Medinews
30 Luglio 2014

OCSE: CALA LA SPESA SANITARIA ITALIANA, NEL 2012 SOLO 9.2% DEL PIL

In Italia continuare a diminuire la spesa sanitaria. E’ quanto sostiene l’Organizzazione per la Cooperazione e lo Sviluppo Economico (OCSE) nel rapporto Health Statistics 2014. Secondo il documento nel 2012 la spesa per il comparto sanitario rappresentava solo il 9.2% del PIL nazionale. Si tratta di una cifra inferiore a quella di Stati Uniti (17.7%), Paesi Bassi (11.8%), Francia (11.6%), Svizzera (11.4%) e Germania (11.3%). Nel nostro Paese il 77% della spesa sanitaria è coperta dal settore pubblico.

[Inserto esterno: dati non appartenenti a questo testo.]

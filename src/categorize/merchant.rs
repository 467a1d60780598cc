//! Merchant pattern extraction
//!
//! Bank descriptions carry store numbers, card-processor prefixes and
//! reference codes around the merchant name. Stripping those leaves a stable
//! pattern that recurs across transactions from the same merchant.

/// Card-processor and channel prefixes removed from the front of descriptions
const PROCESSOR_PREFIXES: &[&str] = &[
    "POS ",
    "SQ ",
    "TST ",
    "PAYPAL ",
    "SP ",
    "PP ",
    "DEBIT CARD PURCHASE ",
    "CARD PURCHASE ",
    "CHECKCARD ",
    "PURCHASE ",
    "RECURRING ",
];

/// Uppercase, drop digits, turn `*` and `#` into spaces, collapse whitespace
///
/// This is the text the rule tables are matched against.
pub fn clean_description(description: &str) -> String {
    description
        .chars()
        .filter(|c| !c.is_ascii_digit())
        .map(|c| if c == '*' || c == '#' { ' ' } else { c })
        .collect::<String>()
        .to_uppercase()
        .split_whitespace()
        .collect::<Vec<_>>()
        .join(" ")
}

/// Extract the merchant pattern from a transaction description
///
/// ```
/// use spendwise::categorize::extract_merchant_pattern;
/// assert_eq!(extract_merchant_pattern("SQ *BLUE BOTTLE 0423"), "BLUE BOTTLE");
/// assert_eq!(extract_merchant_pattern("POS 4411 Whole Foods #102"), "WHOLE FOODS");
/// ```
pub fn extract_merchant_pattern(description: &str) -> String {
    let mut pattern = clean_description(description);

    // Prefixes can stack ("POS SQ ..."); never strip down to nothing
    loop {
        let stripped = PROCESSOR_PREFIXES
            .iter()
            .find_map(|prefix| pattern.strip_prefix(prefix))
            .filter(|rest| !rest.trim().is_empty())
            .map(|rest| rest.trim_start().to_string());

        match stripped {
            Some(rest) => pattern = rest,
            None => break,
        }
    }

    pattern
}

#[cfg(test)]
mod tests {
    use super::*;

    #[test]
    fn test_clean_description() {
        assert_eq!(clean_description("Uber *Eats 8005928996"), "UBER EATS");
        assert_eq!(clean_description("  amazon.com   amzn.com/bill "), "AMAZON.COM AMZN.COM/BILL");
        assert_eq!(clean_description("12345"), "");
    }

    #[test]
    fn test_strips_processor_prefixes() {
        assert_eq!(extract_merchant_pattern("TST* CHEZ PANISSE 00012"), "CHEZ PANISSE");
        assert_eq!(extract_merchant_pattern("PAYPAL *SPOTIFY"), "SPOTIFY");
        assert_eq!(extract_merchant_pattern("POS SQ *JOE'S PIZZA"), "JOE'S PIZZA");
    }

    #[test]
    fn test_same_merchant_same_pattern() {
        let a = extract_merchant_pattern("STARBUCKS STORE 10042 SEATTLE");
        let b = extract_merchant_pattern("Starbucks Store 2231 Seattle");
        assert_eq!(a, b);
        assert_eq!(a, "STARBUCKS STORE SEATTLE");
    }

    #[test]
    fn test_prefix_alone_is_kept() {
        assert_eq!(extract_merchant_pattern("PAYPAL"), "PAYPAL");
        assert_eq!(extract_merchant_pattern("POS 1234"), "POS");
        assert_eq!(extract_merchant_pattern(""), "");
    }
}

E’ un tasso superiore alla media delle altre nazioni che si attesta invece a 72%. Come in molti Stati europei, anche in Italia la spesa sanitaria si è ridotta a seguito degli sforzi dei governi per ridurre i disavanzi di bilancio nel contesto della crisi economica. Stime preliminari suggeriscono che le riduzioni hanno continuato a un tasso pari a -3% in termini reali nel 2013. Sempre secondo il rapporto OCSE nei 34 Paesi, che compongono l’organizzazione internazionale, le due principali cause di morte sono le malattie cardiovascolari e i tumori. Nel nostro Paese il tasso di mortalità per le patologie cardiovascolari è di 256 decessi ogni 100.000 abitanti (media OCSE 296.4). Il cancro invece provoca 216.4 decessi ogni 1100.000 abitanti (media OCSE 213.1).